誘導尋問
「サッカーの日本代表を応援するときの手拍子ってなんだっけ?」
姉のあまりに突拍子もない問いかけに、朝ごはんのトーストをかじっていた僕はぽかんと固まった。
「⋯⋯それは謎謎かなんか?」
「違う違う」
何故、トーストにレモンジャムを塗りながらそんなことを考えたのか全く不明だが、とにかく本気で思い出せないから尋ねたらしい。
「⋯⋯ニッポン、チャチャチャ?」
「それだ!」
やー、すっきりしたわぁ、と姉は笑う。ジャムトーストを食べながら。
「⋯⋯⋯⋯⋯⋯⋯⋯」
「あ、お母さーん、占い一位だって!」
謎の質問が終わったかと思えば、次は洗面所で化粧をしている母に話しかけている。
話しているというよりは、叫んでいる、の方が正しいか。
「ラッキーカラーなにー?」
母も母で応えるから、うるさいなぁ、と僕は辟易する。けれどいつものことだし、ひと言でも逆らえば「はぁ?」の返事で威圧されるので黙っておくが。
「えーっとねぇ、ターコイズブルー!」
「えー?」
不満そうな声を最後に、姉と母の会話は終わった。
僕と姉は朝食を食べ終えると、いそいそ学校へ行く準備を始めた。
「あ、これ今日までじゃん」
学校から帰って、おやつでもないかと冷蔵庫を物色すると、消費期限が今日までの水ようかんが発掘された。
蓋に姉の名前の付箋が貼ってある。
何日も前からあったと記憶しているが、まだ食べていなかったとは。
忘れているんだろうか?
姉は部活で帰りが遅くなる。
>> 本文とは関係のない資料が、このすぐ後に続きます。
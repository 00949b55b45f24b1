//! In-process datagram stream pair
//!
//! Two linked endpoints: whatever one writes becomes readable on the other.
//! Used to run a call without a network, and by the test suite.

use bytes::Bytes;
use parking_lot::Mutex;
use std::collections::VecDeque;
use std::sync::atomic::{AtomicU64, Ordering};
use std::sync::Arc;
use tracing::trace;

use crate::error::NetworkError;
use crate::network::stream::{
    DatagramStream, Directions, ReadyCallback, ReadySignal, Reliability, ShutdownMode, SubscriptionId,
};

/// Receiving half of one endpoint
#[derive(Default)]
struct Inbox {
    datagrams: Mutex<VecDeque<Bytes>>,
    ready: ReadySignal,
    directions: Directions,
}

/// One endpoint of a [`pair`]
pub struct MemoryStream {
    inbox: Arc<Inbox>,
    peer: Arc<Inbox>,
    /// Writes to skip, for loss simulation
    drop_next: AtomicU64,
    written: AtomicU64,
}

/// Create two connected endpoints
pub fn pair() -> (Arc<MemoryStream>, Arc<MemoryStream>) {
    let a = Arc::new(Inbox::default());
    let b = Arc::new(Inbox::default());

    let left = Arc::new(MemoryStream::new(a.clone(), b.clone()));
    let right = Arc::new(MemoryStream::new(b, a));
    (left, right)
}

impl MemoryStream {
    fn new(inbox: Arc<Inbox>, peer: Arc<Inbox>) -> Self {
        Self {
            inbox,
            peer,
            drop_next: AtomicU64::new(0),
            written: AtomicU64::new(0),
        }
    }

    /// Silently lose the next `count` datagrams written by this endpoint
    pub fn drop_next(&self, count: u64) {
        self.drop_next.fetch_add(count, Ordering::SeqCst);
    }

    /// Datagrams waiting to be read on this endpoint
    pub fn pending(&self) -> usize {
        self.inbox.datagrams.lock().len()
    }

    /// Datagrams accepted by `write_datagram`, lost ones included
    pub fn written(&self) -> u64 {
        self.written.load(Ordering::SeqCst)
    }

    /// Number of ready-read registrations on this endpoint
    pub fn subscriber_count(&self) -> usize {
        self.inbox.ready.subscriber_count()
    }

    /// Deliver a datagram to this endpoint as if the peer had sent it
    pub fn inject(&self, data: Bytes) {
        Self::deliver(&self.inbox, data);
    }

    fn deliver(inbox: &Inbox, data: Bytes) {
        if !inbox.directions.is_read_open() {
            trace!("Dropping datagram for closed reader");
            return;
        }
        inbox.datagrams.lock().push_back(data);
        inbox.ready.emit();
    }

    fn take_drop(&self) -> bool {
        self.drop_next
            .fetch_update(Ordering::SeqCst, Ordering::SeqCst, |n| n.checked_sub(1))
            .is_ok()
    }
}

impl DatagramStream for MemoryStream {
    fn on_ready_read_datagram(&self, callback: ReadyCallback) -> SubscriptionId {
        self.inbox.ready.connect(callback)
    }

    fn disconnect(&self, id: SubscriptionId) {
        self.inbox.ready.disconnect(id);
    }

    fn read_datagram(&self) -> Option<Bytes> {
        self.inbox.datagrams.lock().pop_front()
    }

    fn write_datagram(&self, data: Bytes, _reliability: Reliability) -> Result<(), NetworkError> {
        if !self.inbox.directions.is_write_open() {
            return Err(NetworkError::WriteShutdown);
        }
        self.written.fetch_add(1, Ordering::SeqCst);
        if self.take_drop() {
            trace!("Simulated loss of {} byte datagram", data.len());
            return Ok(());
        }
        Self::deliver(&self.peer, data);
        Ok(())
    }

    fn shutdown(&self, mode: ShutdownMode) {
        let (read_closed, _) = self.inbox.directions.shutdown(mode);
        if read_closed {
            self.inbox.datagrams.lock().clear();
        }
    }

    fn is_read_shutdown(&self) -> bool {
        !self.inbox.directions.is_read_open()
    }

    fn is_write_shutdown(&self) -> bool {
        !self.inbox.directions.is_write_open()
    }
}

#[cfg(test)]
mod tests {
    use super::*;
    use std::sync::atomic::AtomicUsize;

    #[test]
    fn test_write_reaches_peer() {
        let (a, b) = pair();
        let ready = Arc::new(AtomicUsize::new(0));
        {
            let ready = ready.clone();
            b.on_ready_read_datagram(Arc::new(move || {
                ready.fetch_add(1, Ordering::SeqCst);
            }));
        }

        a.write_datagram(Bytes::from_static(b"one"), Reliability::Unreliable).unwrap();
        a.write_datagram(Bytes::from_static(b"two"), Reliability::Unreliable).unwrap();

        assert_eq!(ready.load(Ordering::SeqCst), 2);
        assert_eq!(b.read_datagram().unwrap(), Bytes::from_static(b"one"));
        assert_eq!(b.read_datagram().unwrap(), Bytes::from_static(b"two"));
        assert!(b.read_datagram().is_none());
        assert!(a.read_datagram().is_none());
    }

    #[test]
    fn test_simulated_loss() {
        let (a, b) = pair();
        a.drop_next(1);
        a.write_datagram(Bytes::from_static(b"lost"), Reliability::Unreliable).unwrap();
        a.write_datagram(Bytes::from_static(b"kept"), Reliability::Unreliable).unwrap();

        assert_eq!(a.written(), 2);
        assert_eq!(b.pending(), 1);
        assert_eq!(b.read_datagram().unwrap(), Bytes::from_static(b"kept"));
    }

    #[test]
    fn test_directional_shutdown() {
        let (a, b) = pair();

        b.shutdown(ShutdownMode::Read);
        b.shutdown(ShutdownMode::Read);
        assert!(b.is_read_shutdown());
        assert!(!b.is_write_shutdown());

        // Writes towards a closed reader vanish, the other direction still works
        a.write_datagram(Bytes::from_static(b"x"), Reliability::Unreliable).unwrap();
        assert_eq!(b.pending(), 0);
        b.write_datagram(Bytes::from_static(b"y"), Reliability::Unreliable).unwrap();
        assert_eq!(a.pending(), 1);

        a.shutdown(ShutdownMode::Write);
        assert!(matches!(
            a.write_datagram(Bytes::from_static(b"z"), Reliability::Unreliable),
            Err(NetworkError::WriteShutdown)
        ));
    }
}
部活帰りにコンビニスイーツを買ってきたりするから、もしかしたら水ようかんなんて食べないかもしれない。
だとしたらもったいない!
期限切れになる前に食べてしまおう!
僕は水ようかんを美味しく頂いた。少しの罪悪感はあったが、水ようかんの甘さと食感が忘れさせてくれた。
それから数時間後、夕飯の前に姉は帰ってきた。予想通りコンビニスイーツを買って。
僕は夕飯ができるまで、テレビを観ながら宿題を解いていた。
その背後から、
「ねぇ」
風呂から上がった姉が話しかけてきた。
僕はドキッとした。ものすごく嫌な予感がする。
「なに?」
なるべくいつも通りに返事をしたかったが、器用でない喉がかすかに震えた。
「私のプリン、知らない? 冷蔵庫に入ってたやつ」
「プリン?」
そんなもの冷蔵庫にあったかな、と考えたが、無かったと思う。あったら食べようかどうか、少しでも悩んでいたろうから。
「え、プリンは知らないよ」
水ようかんなら食べたけど、と馬鹿正直に答えた次の瞬間。
脳天にクリティカルヒットする、姉の手刀。
「いってぇ⋯⋯」
「引っかかったな弟よ、私のプリンというのは存在しないのだよ!」
プリプリ怒りながら、拳で左右からこめかみをぐりぐりされる。
「いでででで!」
「私の水ようかん食べやがってー!」
「ごめんなさーい!」
「名前書いといたでしょーがっ!」
「だって日付け今日までだったから食べないんだと思って!」
「他のデザートがあったからですぅー!」
「知らないよもうっ!」
「なんだって?」
「いたたた、ごめんなさい!」
姉って、弟の扱い雑過ぎないか?
そう思いながらも、母に「ごはん出来たよー」と呼ばれて食卓に向かえば、何事もなかったかのように不問にされるのだから不思議だ。
2021/01/29
「えぇーっ!? 姉というのは弟をアゴで使う生き物のことじゃないのかい?」とのたまった上司を思い出しました。